▶ Activity: Would you copy each line of the data below that has "format"?

▶ Data for review:
//! Configuration for vision-model extraction

use serde::{Deserialize, Serialize};
use std::env;
use std::str::FromStr;

/// Default endpoint when none is configured.
pub const DEFAULT_ENDPOINT: &str = "https://api.openai.com/v1";

/// Default Azure OpenAI API version.
pub const DEFAULT_API_VERSION: &str = "2024-05-01-preview";

/// Request and authentication convention of a chat completions endpoint.
#[derive(Debug, Clone, Copy, PartialEq, Eq, Serialize, Deserialize)]
#[serde(rename_all = "lowercase")]
pub enum ApiStyle {
    /// Deployment in the URL path, `api-key` header
    Azure,
    /// `model` in the request body, bearer token
    OpenAi,
}

impl FromStr for ApiStyle {
    type Err = String;

    fn from_str(s: &str) -> Result<Self, Self::Err> {
        match s.to_ascii_lowercase().as_str() {
            "azure" => Ok(Self::Azure),
            "openai" => Ok(Self::OpenAi),
            other => Err(format!("unknown API style: {other}")),
        }
    }
}

/// Configuration for extraction requests
#[derive(Debug, Clone, PartialEq, Serialize, Deserialize)]
pub struct ExtractionConfig {
    /// Base URL of the chat completions API (Azure resource or OpenAI-compatible)
    pub endpoint: String,

    /// API key sent with every request
    #[serde(skip_serializing)]
    pub api_key: Option<String>,

    /// Endpoint convention; `None` detects it from the endpoint host
    #[serde(default)]
    pub api_style: Option<ApiStyle>,

    /// Model deployment name (e.g., "gpt-4o")
    pub deployment: String,

    /// API version query parameter (Azure only)
    pub api_version: String,

    /// Sampling temperature; low values keep extractions deterministic
    pub temperature: f64,

    /// Nucleus sampling cutoff
    pub top_p: f64,

    /// Maximum tokens for the completion
    pub max_tokens: u32,

    /// HTTP request timeout in seconds
    pub timeout_secs: u64,
}

impl ExtractionConfig {
    /// Create configuration from environment variables
    ///
    /// Environment variables:
    /// - `AZURE_OPENAI_ENDPOINT`: API base URL (default: `https://api.openai.com/v1`)
    /// - `AZURE_OPENAI_API_KEY` or `OPENAI_API_KEY`: API key
    /// - `EXTRACTION_API_STYLE`: `azure` or `openai` (default: detected from the endpoint)
    /// - `EXTRACTION_MODEL_DEPLOYMENT`: Deployment name (default: "gpt-4o")
    /// - `AZURE_OPENAI_API_VERSION`: API version (default: "2024-05-01-preview")
    /// - `EXTRACTION_TEMPERATURE`: Temperature (default: 0.1)
    /// - `EXTRACTION_TOP_P`: Top-p (default: 0.1)
    /// - `EXTRACTION_MAX_TOKENS`: Max tokens (default: 4096)
    /// - `EXTRACTION_TIMEOUT_SECS`: Request timeout (default: 120)
    #[must_use = "creates config from environment variables"]
    pub fn from_env() -> Self {
        let defaults = Self::default();

        let endpoint = env::var("AZURE_OPENAI_ENDPOINT").unwrap_or(defaults.endpoint);

        // An empty variable counts as unset so the fallback still applies
        let api_key =
            non_empty_env("AZURE_OPENAI_API_KEY").or_else(|| non_empty_env("OPENAI_API_KEY"));

        let api_style = parse_env("EXTRACTION_API_STYLE");

        let deployment =
            env::var("EXTRACTION_MODEL_DEPLOYMENT").unwrap_or(defaults.deployment);

        let api_version = env::var("AZURE_OPENAI_API_VERSION").unwrap_or(defaults.api_version);

        Self {
            endpoint,
            api_key,
            api_style,
            deployment,
            api_version,
            temperature: parse_env("EXTRACTION_TEMPERATURE").unwrap_or(defaults.temperature),
            top_p: parse_env("EXTRACTION_TOP_P").unwrap_or(defaults.top_p),
            max_tokens: parse_env("EXTRACTION_MAX_TOKENS").unwrap_or(defaults.max_tokens),
            timeout_secs: parse_env("EXTRACTION_TIMEOUT_SECS").unwrap_or(defaults.timeout_secs),
        }
    }

    /// Whether requests follow Azure OpenAI conventions.
    ///
    /// Azure routes by deployment in the URL path and authenticates with an
    /// `api-key` header instead of a bearer token. Without an explicit
    /// [`ApiStyle`], Azure is detected from the endpoint host.
    #[must_use = "returns whether the endpoint is hosted on Azure"]
    pub fn is_azure(&self) -> bool {
        if let Some(style) = self.api_style {
            return style == ApiStyle::Azure;
        }

        let host = self
            .endpoint
            .split("://")
            .nth(1)
            .unwrap_or(self.endpoint.as_str())
            .split(['/', ':'])
            .next()
            .unwrap_or_default()
            .to_ascii_lowercase();

        host.ends_with(".openai.azure.com") || host.ends_with(".cognitiveservices.azure.com")
    }

    /// Full chat completions URL for this configuration.
    #[must_use = "returns the chat completions URL"]
    pub fn chat_completions_url(&self) -> String {
        let base = self.endpoint.trim_end_matches('/');
        if self.is_azure() {
            format!(
                "{base}/openai/deployments/{}/chat/completions?api-version={}",
                self.deployment, self.api_version
            )
        } else {
            format!("{base}/chat/completions")
        }
    }
}

impl Default for ExtractionConfig {
    #[inline]
    fn default() -> Self {
        Self {
            endpoint: DEFAULT_ENDPOINT.to_string(),
            api_key: None,
            api_style: None,
            deployment: "gpt-4o".to_string(),
            api_version: DEFAULT_API_VERSION.to_string(),
            temperature: 0.1,
            top_p: 0.1,
            max_tokens: 4096,
            timeout_secs: 120,
        }
    }
}

fn non_empty_env(name: &str) -> Option<String> {
    env::var(name).ok().filter(|v| !v.is_empty())
}

fn parse_env<T: std::str::FromStr>(name: &str) -> Option<T> {
    env::var(name).ok().and_then(|s| s.trim().parse().ok())
}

▶ Your solution:
            other => Err(format!("unknown API style: {other}")),
            format!(
            format!("{base}/chat/completions")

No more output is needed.